Das LAG Hamm hat mit Urteil vom 11.05.2021 einen Arbeitgeber verpflichtet, einer gekündigten Arbeitnehmerin Schadensersatz in Höhe von 1.000 EUR wegen unvollständiger DSGVO-Auskunft zu zahlen. Nach Ansicht des LAG Hamm setzt weder der Wortlaut von Art. 82 DSGVO noch der Zweck der DSGVO voraus, dass der Schadensersatzanspruch einen qualifizierten Verstoß gegen die DSGVO voraussetzt. Keine oder eine unvollständige Auskunft nach Art. 15 DSGVO genügt.
Sachverhalt: Arbeitgeber erteilt nur unvollständig Auskunft nach Art. 15 DSGVO
Die gekündigte Arbeitnehmerin verlangte im Rahmen einer Kündigungsschutzklage neben Vergütung für Mehrarbeit auch immateriellen Schadensersatz nach Art. 82 DSGVO, da der Arbeitgeber ihrer Forderung zur Auskunftserteilung nach Art. 15 DSGVO nur rudimentär nachgekommen ist. Die Höhe des Schadensersatzes stellte die Arbeitnehmerin in das Ermessen des Gerichts.
Urteil: Verstoß gegen Auskunft nach Art. 15 DSGVO berechtigt zum Schadensersatz nach Art. 82 DSGVO
Das LAG Hamm sprach der gekündigten Arbeitnehmerin wegen Nichterfüllung der Auskunftsverlangens einen immateriellen Schadensersatz gem. Art. 82 DSGVO in Höhe von 1.000 EUR zu.

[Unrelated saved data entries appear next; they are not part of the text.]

//! Button Widget: a clickable, focusable label.
//!
//! Three rows tall when there is room (top edge, label, bottom edge), one
//! row in compact layouts. A click inside the bounds, or Enter/Space while
//! focused, latches a press that the owner collects with
//! [`Button::take_pressed`].

use crate::actor::{InputEvent, KeyCode};
use crate::buffer::{Buffer, Modifiers, Rgb, Style};
use crate::layout::Rect;
use crate::theme::Theme;
use super::traits::Widget;

/// Color role of a button.
#[derive(Debug, Clone, Copy, PartialEq, Eq, Default)]
pub enum ButtonVariant {
    /// Neutral.
    #[default]
    Default,
    /// Positive action (green).
    Success,
    /// Destructive or stopping action (red).
    Error,
}

/// A push button.
#[derive(Debug)]
pub struct Button {
    label: String,
    variant: ButtonVariant,
    bounds: Rect,
    /// `display: none`: not drawn, not clickable.
    visible: bool,
    /// Drawn dimmed, presses ignored.
    enabled: bool,
    focused: bool,
    pressed: bool,
    dirty: bool,
}

impl Button {
    /// Create a visible, enabled button.
    pub fn new(label: impl Into<String>, variant: ButtonVariant) -> Self {
        Self {
            label: label.into(),
            variant,
            bounds: Rect::ZERO,
            visible: true,
            enabled: true,
            focused: false,
            pressed: false,
            dirty: true,
        }
    }

    /// Button label.
    pub fn label(&self) -> &str {
        &self.label
    }

    /// Show or hide.
    pub fn set_visible(&mut self, visible: bool) {
        if self.visible != visible {
            self.visible = visible;
            self.dirty = true;
        }
    }

    /// Whether the button is drawn.
    pub const fn is_visible(&self) -> bool {
        self.visible
    }

    /// Enable or disable.
    pub fn set_enabled(&mut self, enabled: bool) {
        if self.enabled != enabled {
            self.enabled = enabled;
            self.dirty = true;
        }
    }

    /// Whether presses are accepted.
    pub const fn is_enabled(&self) -> bool {
        self.enabled
    }

    /// Give or take keyboard focus.
    pub fn set_focused(&mut self, focused: bool) {
        if self.focused != focused {
            self.focused = focused;
            self.dirty = true;
        }
    }

    /// Whether the button has keyboard focus.
    pub const fn is_focused(&self) -> bool {
        self.focused
    }

    /// Whether the button can take focus or presses.
    pub const fn is_interactive(&self) -> bool {
        self.visible && self.enabled
    }

    /// Return and clear the press latch.
    pub fn take_pressed(&mut self) -> bool {
        std::mem::take(&mut self.pressed)
    }

    fn colors(&self, theme: &Theme) -> (Rgb, Rgb) {
        let bg = match self.variant {
            ButtonVariant::Default => theme.button,
            ButtonVariant::Success => theme.success,
            ButtonVariant::Error => theme.error,
        };
        let fg = match self.variant {
            ButtonVariant::Default => theme.foreground,
            ButtonVariant::Success | ButtonVariant::Error => theme.background,
        };
        if self.enabled {
            (fg, bg)
        } else {
            (fg.blend(bg, 0.6), bg.blend(theme.surface, 0.5))
        }
    }
}

impl Widget for Button {
    fn bounds(&self) -> Rect {
        self.bounds
    }

    fn set_bounds(&mut self, bounds: Rect) {
        self.bounds = bounds;
        self.dirty = true;
    }

    fn render(&self, buffer: &mut Buffer, theme: &Theme) {
        if !self.visible || self.bounds.is_empty() {
            return;
        }
        let (fg, bg) = self.colors(theme);
        let face = Style::new(fg, bg);
        buffer.fill_rect(self.bounds, face.cell(' '));

        let label_y = self.bounds.y + self.bounds.height / 2;
        let mut label = face.with_modifiers(Modifiers::BOLD);
        if self.focused {
            label = label.with_modifiers(Modifiers::BOLD | Modifiers::UNDERLINE);
        }
        buffer.draw_text_centered(self.bounds, label_y, &self.label, label);

        // Bevel edges like a raised key.
        if self.bounds.height >= 3 {
            let top = if self.focused { theme.primary } else { bg.blend(Rgb::WHITE, 0.25) };
            let bottom = bg.blend(Rgb::BLACK, 0.35);
            for x in self.bounds.x..self.bounds.right() {
                buffer.set(x, self.bounds.y, Style::new(top, bg).cell('▔'));
                buffer.set(x, self.bounds.bottom() - 1, Style::new(bottom, bg).cell('▁'));
            }
        }
    }

    fn handle_input(&mut self, event: &InputEvent) -> bool {
        if !self.is_interactive() {
            return false;
        }
        let hit = match event {
            InputEvent::MouseDown(m) => self.bounds.contains(m.x, m.y),
            InputEvent::Key { code: KeyCode::Enter | KeyCode::Char(' '), .. } => self.focused,
            _ => false,
        };
        if hit {
            self.pressed = true;
        }
        hit
    }

    fn needs_redraw(&self) -> bool {
        self.dirty
    }

    fn clear_redraw(&mut self) {
        self.dirty = false;
    }
}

Schadensersatz nach Art. 82 DSGVO setzt keine schwerwiegende Beeinträchtigung voraus
Anders als einige andere Gerichte geht das LAG Hamm davon aus, dass ein Schadensersatzanspruch nach Art. 82 DSGVO keinen qualifizierten Verstoß gegen die DSGVO oder eine erhebliche Beeinträchtigung:
"Weder der DSGVO noch ihren Erwägungsgründen lässt sich indes entnehmen, dass der Schadensersatzanspruch einen qualifizierten Verstoß gegen die DSGVO voraussetzt. Für die Annahme einer Erheblichkeitsschwelle oder anders - herum formuliert - die Ausnahme von Bagatellfällen, gibt es keinen Anhaltspunkt (so auch BVerfG vom 14.01.2021 - 1 BvR 2853/19 -).

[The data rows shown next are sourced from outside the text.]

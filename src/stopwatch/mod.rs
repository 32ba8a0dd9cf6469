//! Stopwatch core: elapsed-time bookkeeping and its command surface.
//!
//! - [`ElapsedTimeAccumulator`]: running total across start/stop cycles
//! - [`TimerControlSurface`]: Stopped/Running state machine over the accumulator
//! - [`format_elapsed`]: `HH:MM:SS.ss` rendering of a duration
//! - [`Clock`]: monotonic time source, swappable for tests

mod accumulator;
mod clock;
mod control;
mod format;

pub use accumulator::ElapsedTimeAccumulator;
pub use clock::{Clock, ManualClock, MonotonicClock};
pub use control::{Command, Outcome, RunningChanged, TimerControlSurface, TimerState};
pub use format::{format_duration, format_elapsed};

Unter Berücksichtigung des Erwägungsgrundes 146 S. 3 zur DSGVO soll der Begriff des Schadens im Lichte der Rechtsprechung des Europäischen Gerichtshofes weit und auf eine Weise ausgelegt werden, die den Zielen der Verordnung in vollem Umfang entspricht. Die Ziele der DSGVO bestehen dabei u.a. darin, den Risiken für die Rechte und Freiheit natürlicher Personen zu begegnen, die - mit unterschiedlicher Eintrittswahrscheinlichkeit und Schwere - aus einer Verarbeitung personenbezogener Daten hervorgehen und zu einem immateriellen Schaden führen können. Dabei kann ein immaterieller Schaden nicht nur in einer Diskriminierung, einem Identitätsdiebstahl oder -betrug, einem finanziellen Verlust, einer Rufschädigung, einem Verlust der Vertraulichkeit von dem Berufsgeheimnis unterliegenden Daten, der unbefugten Aufhebung der Pseudonomisierung oder anderen erheblichen wirtschaftlichen oder gesellschaftlichen Nachteilen liegen. Er kann (bereits) entstehen, wenn die von der Verarbeitung personenbezogener Daten betroffenen Personen daran gehindert werden, die sie betreffenden personenbezogenen Daten zu kontrollieren (vgl. Erwägungsgrund 75)."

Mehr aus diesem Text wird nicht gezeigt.